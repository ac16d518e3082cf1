mod app;
mod cli;
mod commands;
mod config;
mod datasources;
mod error;
mod logic;
mod models;
mod ui;

use app::{App, CorrectionsFocus, Screen, PROGRAM_RATE_STEP, RATE_STEP};
use clap::Parser;
use cli::{Cli, Commands};
use config::Config;
use crossterm::{
    event::{self, DisableMouseCapture, EnableMouseCapture, Event, KeyCode, KeyModifiers},
    execute,
    terminal::{disable_raw_mode, enable_raw_mode, EnterAlternateScreen, LeaveAlternateScreen},
};
use datasources::{CommentsClient, ExtractionClient};
use models::MoveDirection;
use ratatui::{backend::CrosstermBackend, Frame, Terminal};
use std::io;
use std::path::PathBuf;
use std::time::Duration;
use tracing_subscriber::EnvFilter;
use ui::screens::{
    CommentsScreen, CorrectionsScreen, NutrientsScreen, ProgramDraft, ProgramsScreen, ScoreScreen,
    TankMixScreen,
};

#[tokio::main]
async fn main() -> anyhow::Result<()> {
    // Load .env file if present
    let _ = dotenvy::dotenv();

    let cli = Cli::parse();

    // Logs go to stderr so command output stays clean
    tracing_subscriber::fmt()
        .with_env_filter(
            EnvFilter::try_from_default_env().unwrap_or_else(|_| EnvFilter::new(cli.log_level())),
        )
        .with_writer(std::io::stderr)
        .init();

    match cli.command {
        Some(Commands::Init) => {
            let (_, path) = Config::setup_interactive(cli.config)?;
            println!("Config written to {}", path.display());
            Ok(())
        }
        Some(Commands::Catalog {
            nutrient,
            release,
            search,
        }) => commands::catalog(nutrient.as_deref(), release.as_deref(), search.as_deref()),
        Some(Commands::Check) => {
            let config = Config::load(cli.config)?;
            commands::check(&config).await
        }
        Some(Commands::Analyze { file }) => {
            let config = load_or_default(cli.config);
            commands::analyze(&file, &config)
        }
        Some(Commands::Extract { pdf, output }) => {
            let config = load_or_default(cli.config);
            commands::extract(&pdf, output.as_deref(), &config).await
        }
        Some(Commands::Recommend {
            file,
            nutrient,
            paddock,
        }) => {
            let config = load_or_default(cli.config);
            commands::recommend(&file, &nutrient, paddock.as_deref(), &config)
        }
        Some(Commands::Comments {
            file,
            paddock,
            offline,
        }) => {
            let config = load_or_default(cli.config);
            commands::comments(&file, paddock.as_deref(), offline, &config).await
        }
        Some(Commands::Export {
            file,
            output,
            paddock,
        }) => {
            let config = load_or_default(cli.config);
            commands::export(&file, &output, paddock.as_deref(), &config).await
        }
        Some(Commands::Tui { file }) => run_tui(cli.config, file).await,
        None => run_tui(cli.config, None).await,
    }
}

/// Commands that only read a saved report can run on defaults.
fn load_or_default(config_override: Option<PathBuf>) -> Config {
    match Config::load(config_override) {
        Ok(config) => config,
        Err(e) => {
            tracing::warn!("{}; using defaults", e);
            Config::default()
        }
    }
}

async fn run_tui(config_override: Option<PathBuf>, file: Option<PathBuf>) -> anyhow::Result<()> {
    // First run: walk through setup before entering the TUI
    let config = if Config::exists(config_override.as_ref()) {
        Config::load(config_override)?
    } else {
        let (config, _) = Config::setup_interactive(config_override)?;
        config
    };

    let mut app = App::new(config);
    if let Some(file) = file {
        let analyses = commands::read_report(&file, &app.config)?;
        app.load_analyses(analyses);
    }

    // Setup terminal
    enable_raw_mode()?;
    let mut stdout = io::stdout();
    execute!(stdout, EnterAlternateScreen, EnableMouseCapture)?;
    let backend = CrosstermBackend::new(stdout);
    let mut terminal = Terminal::new(backend)?;

    // Run the main loop
    let result = run_app(&mut terminal, &mut app).await;

    // Restore terminal
    disable_raw_mode()?;
    execute!(
        terminal.backend_mut(),
        LeaveAlternateScreen,
        DisableMouseCapture
    )?;
    terminal.show_cursor()?;

    result
}

async fn run_app(
    terminal: &mut Terminal<CrosstermBackend<io::Stdout>>,
    app: &mut App,
) -> anyhow::Result<()> {
    loop {
        terminal.draw(|f| draw(f, app))?;

        // Work queued by the previous keypress, now that its status is on screen
        if let Some(pdf) = app.pending_pdf.take() {
            let client = ExtractionClient::new(
                &app.config.services.extraction_url,
                app.config.agronomy.status_thresholds,
            );
            let result = client.extract(&pdf).await;
            app.finish_extraction(result);
        }

        // Comments requested on the comments screen
        if app.needs_comments {
            app.needs_comments = false;
            if let Some((key, inputs)) = app.paddock().map(|p| (p.key.clone(), p.comment_inputs())) {
                let client = CommentsClient::new(
                    &app.config.services.comments_url,
                    app.config.services.ai_comments_key.clone(),
                );
                let result = client.fetch(&key, &inputs).await;
                app.apply_comments(result);
            }
        }

        // Handle input with timeout for async operations
        if event::poll(Duration::from_millis(100))? {
            if let Event::Key(key) = event::read()? {
                let editing = app.is_editing();
                match key.code {
                    KeyCode::Char('q') if !editing => {
                        app.quit();
                    }
                    KeyCode::Char('c') if key.modifiers.contains(KeyModifiers::CONTROL) => {
                        app.quit();
                    }
                    KeyCode::Esc if !editing => {
                        app.switch_screen(Screen::Nutrients);
                    }
                    KeyCode::Char('[') if !editing => app.prev_paddock(),
                    KeyCode::Char(']') if !editing => app.next_paddock(),
                    KeyCode::Char(c) if !editing => {
                        if let Some(screen) = Screen::from_key(c) {
                            app.switch_screen(screen);
                        } else {
                            handle_screen_input(app, key.code);
                        }
                    }
                    _ => {
                        handle_screen_input(app, key.code);
                    }
                }
            }
        }

        if app.should_quit {
            break;
        }
    }

    Ok(())
}

fn draw(f: &mut Frame, app: &App) {
    let area = f.area();
    let status = app.status_message.as_deref();

    let Some(paddock) = app.paddock() else {
        let screen = NutrientsScreen::new(None, &[])
            .with_status(status)
            .with_pdf_input(app.pdf_input.as_deref());
        f.render_widget(screen, area);
        return;
    };

    match app.screen {
        Screen::Nutrients => {
            let ratios = paddock.ratios();
            let screen = NutrientsScreen::new(Some(paddock), &ratios)
                .with_position(app.current, app.paddocks.len())
                .with_selection(app.nutrients_state.selected_index)
                .with_status(status)
                .with_pdf_input(app.pdf_input.as_deref());
            f.render_widget(screen, area);
        }
        Screen::Corrections => {
            let plan = paddock.corrections();
            let options = app.current_options();
            let progress = app.current_progress();
            let state = &app.corrections_state;
            let screen = CorrectionsScreen::new(&plan, &options, &paddock.selections, &state.filter)
                .with_progress(progress.as_ref())
                .with_selection(state.selected_correction, state.selected_option)
                .with_focus(state.focus, state.searching)
                .with_max_excess(app.config.agronomy.max_excess_percent())
                .with_status(status);
            f.render_widget(screen, area);
        }
        Screen::Score => {
            let health = paddock.health();
            let name = paddock.display_name();
            f.render_widget(ScoreScreen::new(&health, &name), area);
        }
        Screen::Comments => {
            let screen = CommentsScreen::new(app.current_comments())
                .with_scroll(app.comments_state.scroll)
                .with_pending(app.needs_comments)
                .with_status(status);
            f.render_widget(screen, area);
        }
        Screen::TankMix => {
            let mixed: Vec<&str> = paddock
                .tank_mix
                .items()
                .iter()
                .flat_map(|i| i.products.iter().map(String::as_str))
                .collect();
            let mut unassigned: Vec<&str> = Vec::new();
            for entry in paddock.amendments.entries() {
                let product = entry.fertilizer.as_str();
                if !mixed.contains(&product) && !unassigned.contains(&product) {
                    unassigned.push(product);
                }
            }
            let screen = TankMixScreen::new(&paddock.tank_mix)
                .with_unassigned(unassigned)
                .with_selection(app.tank_mix_state.selected_index)
                .with_status(status);
            f.render_widget(screen, area);
        }
        Screen::Programs => {
            let state = &app.programs_state;
            let draft = ProgramDraft {
                product: app.draft_program_product(),
                rate: state.rate,
                unit: state.unit(),
            };
            let screen = ProgramsScreen::new(&paddock.programs, state.kind, draft)
                .with_selection(state.selected_item)
                .with_status(status);
            f.render_widget(screen, area);
        }
    }
}

fn handle_screen_input(app: &mut App, code: KeyCode) {
    if app.pdf_input.is_some() {
        handle_pdf_input(app, code);
        return;
    }
    match app.screen {
        Screen::Nutrients => handle_nutrients_input(app, code),
        Screen::Corrections => handle_corrections_input(app, code),
        Screen::Score => {}
        Screen::Comments => handle_comments_input(app, code),
        Screen::TankMix => handle_tank_mix_input(app, code),
        Screen::Programs => handle_programs_input(app, code),
    }
}

fn handle_pdf_input(app: &mut App, code: KeyCode) {
    match code {
        KeyCode::Esc => app.cancel_pdf_input(),
        KeyCode::Enter => app.submit_pdf_input(),
        KeyCode::Backspace => {
            if let Some(input) = app.pdf_input.as_mut() {
                input.pop();
            }
        }
        KeyCode::Char(c) => {
            if let Some(input) = app.pdf_input.as_mut() {
                input.push(c);
            }
        }
        _ => {}
    }
}

fn handle_nutrients_input(app: &mut App, code: KeyCode) {
    let count = app.paddock().map_or(0, |p| p.profile.nutrients.len());
    match code {
        KeyCode::Up => app.nutrients_state.prev(),
        KeyCode::Down => app.nutrients_state.next(count),
        KeyCode::Char('o') => app.start_pdf_input(),
        _ => {}
    }
}

fn handle_corrections_input(app: &mut App, code: KeyCode) {
    if app.corrections_state.searching {
        match code {
            KeyCode::Enter | KeyCode::Esc => app.corrections_state.searching = false,
            KeyCode::Backspace => {
                app.corrections_state.filter.search.pop();
                app.corrections_state.selected_option = 0;
            }
            KeyCode::Char(c) => {
                app.corrections_state.filter.search.push(c);
                app.corrections_state.selected_option = 0;
            }
            _ => {}
        }
        return;
    }

    let count = match app.corrections_state.focus {
        CorrectionsFocus::Deficiencies => app.paddock().map_or(0, |p| p.corrections().len()),
        CorrectionsFocus::Options => app.current_options().len(),
    };
    match code {
        KeyCode::Up => app.corrections_state.prev(),
        KeyCode::Down => app.corrections_state.next(count),
        KeyCode::Tab => app.corrections_state.toggle_focus(),
        KeyCode::Enter => app.add_selected_option(),
        KeyCode::Char('+') | KeyCode::Char('=') => app.adjust_last_rate(RATE_STEP),
        KeyCode::Char('-') => app.adjust_last_rate(-RATE_STEP),
        KeyCode::Char('d') => app.remove_last_selection(),
        KeyCode::Char('f') => app.corrections_state.cycle_release(),
        KeyCode::Char('/') => {
            app.corrections_state.focus = CorrectionsFocus::Options;
            app.corrections_state.searching = true;
        }
        _ => {}
    }
}

fn handle_comments_input(app: &mut App, code: KeyCode) {
    match code {
        KeyCode::Char('g') => app.request_comments(),
        KeyCode::Char('e') => app.export_to_file(),
        KeyCode::Up => {
            app.comments_state.scroll = app.comments_state.scroll.saturating_sub(1);
        }
        KeyCode::Down => {
            app.comments_state.scroll = app.comments_state.scroll.saturating_add(1);
        }
        _ => {}
    }
}

fn handle_tank_mix_input(app: &mut App, code: KeyCode) {
    let count = app.paddock().map_or(0, |p| p.tank_mix.len());
    match code {
        KeyCode::Up => {
            app.tank_mix_state.selected_index = app.tank_mix_state.selected_index.saturating_sub(1);
        }
        KeyCode::Down => {
            if app.tank_mix_state.selected_index + 1 < count {
                app.tank_mix_state.selected_index += 1;
            }
        }
        KeyCode::Char('a') => app.add_mixing_step(),
        KeyCode::Char('d') => app.remove_mixing_step(),
        KeyCode::Char('K') => app.move_mixing_step(MoveDirection::Up),
        KeyCode::Char('J') => app.move_mixing_step(MoveDirection::Down),
        KeyCode::Enter => app.cycle_step_description(),
        KeyCode::Char('p') => app.assign_next_product(),
        _ => {}
    }
}

fn handle_programs_input(app: &mut App, code: KeyCode) {
    let kind = app.programs_state.kind;
    let count = app.paddock().map_or(0, |p| p.programs.get(kind).len());
    let products = app.catalog.len();
    match code {
        KeyCode::Up => {
            app.programs_state.selected_item = app.programs_state.selected_item.saturating_sub(1);
        }
        KeyCode::Down => {
            if app.programs_state.selected_item + 1 < count {
                app.programs_state.selected_item += 1;
            }
        }
        KeyCode::Tab => app.programs_state.cycle_kind(),
        KeyCode::Left => app.programs_state.step_product(false, products),
        KeyCode::Right => app.programs_state.step_product(true, products),
        KeyCode::Char('+') | KeyCode::Char('=') => app.programs_state.adjust_rate(PROGRAM_RATE_STEP),
        KeyCode::Char('-') => app.programs_state.adjust_rate(-PROGRAM_RATE_STEP),
        KeyCode::Char('u') => app.programs_state.cycle_unit(),
        KeyCode::Enter | KeyCode::Char('a') => app.add_draft_program_item(),
        KeyCode::Char('d') => app.remove_selected_program_item(),
        _ => {}
    }
}
use crate::logic::calculations::{deviation_percent, PROGRESS_BAND_PERCENT};
use crate::logic::rates::RateEngine;
use crate::models::nutrient::{Element, Nutrient, NutrientCategory, NutrientStatus};
use crate::models::profile::SoilProfile;
use crate::models::selection::SelectionSet;
use serde::Serialize;

/// Corrections shown first, in this order.
pub const MAIN_CORRECTIONS: [Element; 7] = [
    Element::Calcium,
    Element::Magnesium,
    Element::Potassium,
    Element::Phosphorus,
    Element::Sulphur,
    Element::Nitrate,
    Element::Ammonium,
];

const META_METRICS: &[&str] = &[
    "paramagnetism",
    "organic matter",
    "organic carbon",
    "conductivity",
    "ca mg ratio",
];

pub fn is_meta_metric(name: &str) -> bool {
    let normalized = name.to_lowercase().replace(['_', '/'], " ");
    META_METRICS.iter().any(|m| normalized.starts_with(m))
}

fn is_correctable(n: &Nutrient) -> bool {
    let lower = n.name.to_lowercase();
    n.status == NutrientStatus::Low
        && matches!(n.category, NutrientCategory::Soil)
        && !lower.contains("lamotte")
        && !lower.contains("tae")
        && !is_meta_metric(&n.name)
}

fn is_primary_reading(n: &Nutrient) -> bool {
    n.category == NutrientCategory::Soil && n.method().is_some_and(|m| m.is_primary())
}

#[derive(Debug, Clone, Default, PartialEq)]
pub struct CorrectionPlan<'a> {
    pub main: Vec<&'a Nutrient>,
    pub secondary: Vec<&'a Nutrient>,
}

impl<'a> CorrectionPlan<'a> {
    pub fn is_empty(&self) -> bool {
        self.main.is_empty() && self.secondary.is_empty()
    }

    pub fn len(&self) -> usize {
        self.main.len() + self.secondary.len()
    }

    /// Main corrections then secondary ones.
    pub fn all(&self) -> impl Iterator<Item = &'a Nutrient> + '_ {
        self.main.iter().chain(self.secondary.iter()).copied()
    }

    pub fn get(&self, index: usize) -> Option<&'a Nutrient> {
        self.all().nth(index)
    }
}

/// Pick one deficient reading per element for a correction card. An element
/// is skipped entirely when any primary-method reading of it is not low.
pub fn plan(profile: &SoilProfile) -> CorrectionPlan<'_> {
    let mut groups: Vec<(Element, Vec<&Nutrient>)> = Vec::new();
    for nutrient in profile.nutrients.iter().filter(|n| is_correctable(n)) {
        let Some(element) = nutrient.element else {
            continue;
        };
        match groups.iter_mut().find(|(e, _)| *e == element) {
            Some((_, members)) => members.push(nutrient),
            None => groups.push((element, vec![nutrient])),
        }
    }

    let chosen: Vec<(Element, &Nutrient)> = groups
        .into_iter()
        .filter(|(element, _)| {
            !profile
                .readings(*element)
                .any(|n| is_primary_reading(n) && n.status != NutrientStatus::Low)
        })
        .filter_map(|(element, members)| {
            // Report order breaks ties; unknown methods rank after known ones
            members
                .into_iter()
                .enumerate()
                .min_by_key(|(idx, n)| (n.method().map_or(u8::MAX, |m| m as u8), *idx))
                .map(|(_, n)| (element, n))
        })
        .collect();

    let main = MAIN_CORRECTIONS
        .iter()
        .filter_map(|m| chosen.iter().find(|(e, _)| e == m).map(|(_, n)| *n))
        .collect();
    let secondary = chosen
        .iter()
        .filter(|(e, _)| !MAIN_CORRECTIONS.contains(e))
        .map(|(_, n)| *n)
        .collect();

    CorrectionPlan { main, secondary }
}

/// The four bars of a correction card.
#[derive(Debug, Clone, Copy, PartialEq, Serialize)]
#[serde(rename_all = "camelCase")]
pub struct CorrectionProgress {
    pub current: f64,
    pub new_level: f64,
    pub requirement: f64,
    pub target: f64,
    pub deviation_percent: f64,
    pub within_band: bool,
}

impl CorrectionProgress {
    pub fn compute(engine: &RateEngine<'_>, selections: &SelectionSet, nutrient: &Nutrient) -> Option<Self> {
        Self::compute_with_band(engine, selections, nutrient, PROGRESS_BAND_PERCENT)
    }

    pub fn compute_with_band(
        engine: &RateEngine<'_>,
        selections: &SelectionSet,
        nutrient: &Nutrient,
        band_percent: f64,
    ) -> Option<Self> {
        let target = nutrient.target()?;
        let aggregate = engine.aggregate(selections, nutrient);
        let deviation = deviation_percent(aggregate.new_level, target);
        Some(Self {
            current: nutrient.current,
            new_level: aggregate.new_level,
            requirement: (target - aggregate.new_level).max(0.0),
            target,
            deviation_percent: deviation,
            within_band: deviation.abs() <= band_percent,
        })
    }

    /// Largest of the four values, for scaling bars.
    pub fn scale(&self) -> f64 {
        self.current
            .max(self.new_level)
            .max(self.requirement)
            .max(self.target)
    }
}

#[cfg(test)]
mod tests {
    use super::*;
    use crate::logic::catalog::FertilizerCatalog;

    fn nutrients() -> SoilProfile {
        SoilProfile::new(vec![
            Nutrient::new("Zinc (DTPA)", 2.0, 6.0, "ppm"),
            Nutrient::new("Calcium (KCl)", 500.0, 1400.0, "ppm"),
            Nutrient::new("Calcium (Mehlich III)", 949.0, 1520.5, "ppm"),
            Nutrient::new("Potassium (Mehlich III)", 80.0, 200.0, "ppm"),
            Nutrient::new("LaMotte Potassium", 10.0, 100.0, "lbs/acre")
                .with_category(NutrientCategory::LamotteReams),
            Nutrient::new("Magnesium (Mehlich III)", 100.0, 214.5, "ppm"),
            Nutrient::new("Magnesium (KCl)", 220.0, 214.5, "ppm"),
            Nutrient::new("Base Saturation Sodium", 0.5, 1.0, "%")
                .with_category(NutrientCategory::BaseSaturation),
            Nutrient::new("Organic Carbon (LECO)", 1.0, 3.0, "%"),
            Nutrient::new("Boron (Hot CaCl2)", 0.5, 2.0, "ppm"),
        ])
    }

    #[test]
    fn plan_orders_main_then_secondary() {
        let profile = nutrients();
        let plan = plan(&profile);
        let main: Vec<&str> = plan.main.iter().map(|n| n.name.as_str()).collect();
        let secondary: Vec<&str> = plan.secondary.iter().map(|n| n.name.as_str()).collect();

        assert_eq!(main, vec!["Calcium (Mehlich III)", "Potassium (Mehlich III)"]);
        assert_eq!(secondary, vec!["Zinc (DTPA)", "Boron (Hot CaCl2)"]);
        assert_eq!(plan.len(), 4);
        assert_eq!(plan.get(2).unwrap().name, "Zinc (DTPA)");
    }

    #[test]
    fn plan_skips_element_with_non_low_primary_reading() {
        let profile = nutrients();
        let plan = plan(&profile);
        assert!(plan.all().all(|n| n.element != Some(Element::Magnesium)));
    }

    #[test]
    fn plan_ignores_excluded_categories_and_meta_metrics() {
        let profile = nutrients();
        let plan = plan(&profile);
        assert!(plan.all().all(|n| n.category == NutrientCategory::Soil));
        assert!(plan.all().all(|n| !n.name.contains("LECO")));
        assert!(plan.all().all(|n| n.element != Some(Element::Sodium)));
    }

    #[test]
    fn meta_metric_names() {
        assert!(is_meta_metric("Paramagnetism"));
        assert!(is_meta_metric("organic_matter_calc"));
        assert!(is_meta_metric("Ca_Mg_Ratio"));
        assert!(is_meta_metric("Conductivity (1:5 water)"));
        assert!(!is_meta_metric("Calcium (Mehlich III)"));
    }

    #[test]
    fn empty_plan_when_nothing_is_low() {
        let profile = SoilProfile::new(vec![Nutrient::new("Calcium (Mehlich III)", 1500.0, 1520.5, "ppm")]);
        assert!(plan(&profile).is_empty());
    }

    #[test]
    fn progress_tracks_selections() {
        let catalog = FertilizerCatalog::standard();
        let engine = RateEngine::new(&catalog, 25.0);
        let calcium = Nutrient::new("Calcium (Mehlich III)", 949.0, 1520.5, "ppm");

        let mut selections = SelectionSet::new();
        let before = CorrectionProgress::compute(&engine, &selections, &calcium).unwrap();
        assert!((before.requirement - 571.5).abs() < 1e-9);
        assert!(!before.within_band);

        // 1320 kg/ha of 40% lime adds 220 ppm
        selections.set(&calcium.name, 0, "Super Fine Ag Lime", 1320.0);
        let after = CorrectionProgress::compute(&engine, &selections, &calcium).unwrap();
        assert!((after.new_level - 1169.0).abs() < 1e-9);
        assert!((after.requirement - 351.5).abs() < 1e-9);
        assert!(after.within_band);
        assert!((after.scale() - 1520.5).abs() < 1e-9);
    }

    #[test]
    fn progress_needs_a_target() {
        let catalog = FertilizerCatalog::standard();
        let engine = RateEngine::new(&catalog, 25.0);
        let n = Nutrient::new("Paramagnetism", 100.0, 0.0, "µCGS");
        assert!(CorrectionProgress::compute(&engine, &SelectionSet::new(), &n).is_none());
    }
}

=======

ACTION ITEM: Determine how many lines of the data above contain the string "LeaveAlternateScreen", and give the result with nothing else.

SOLUTION FOR THIS PROBLEM: 2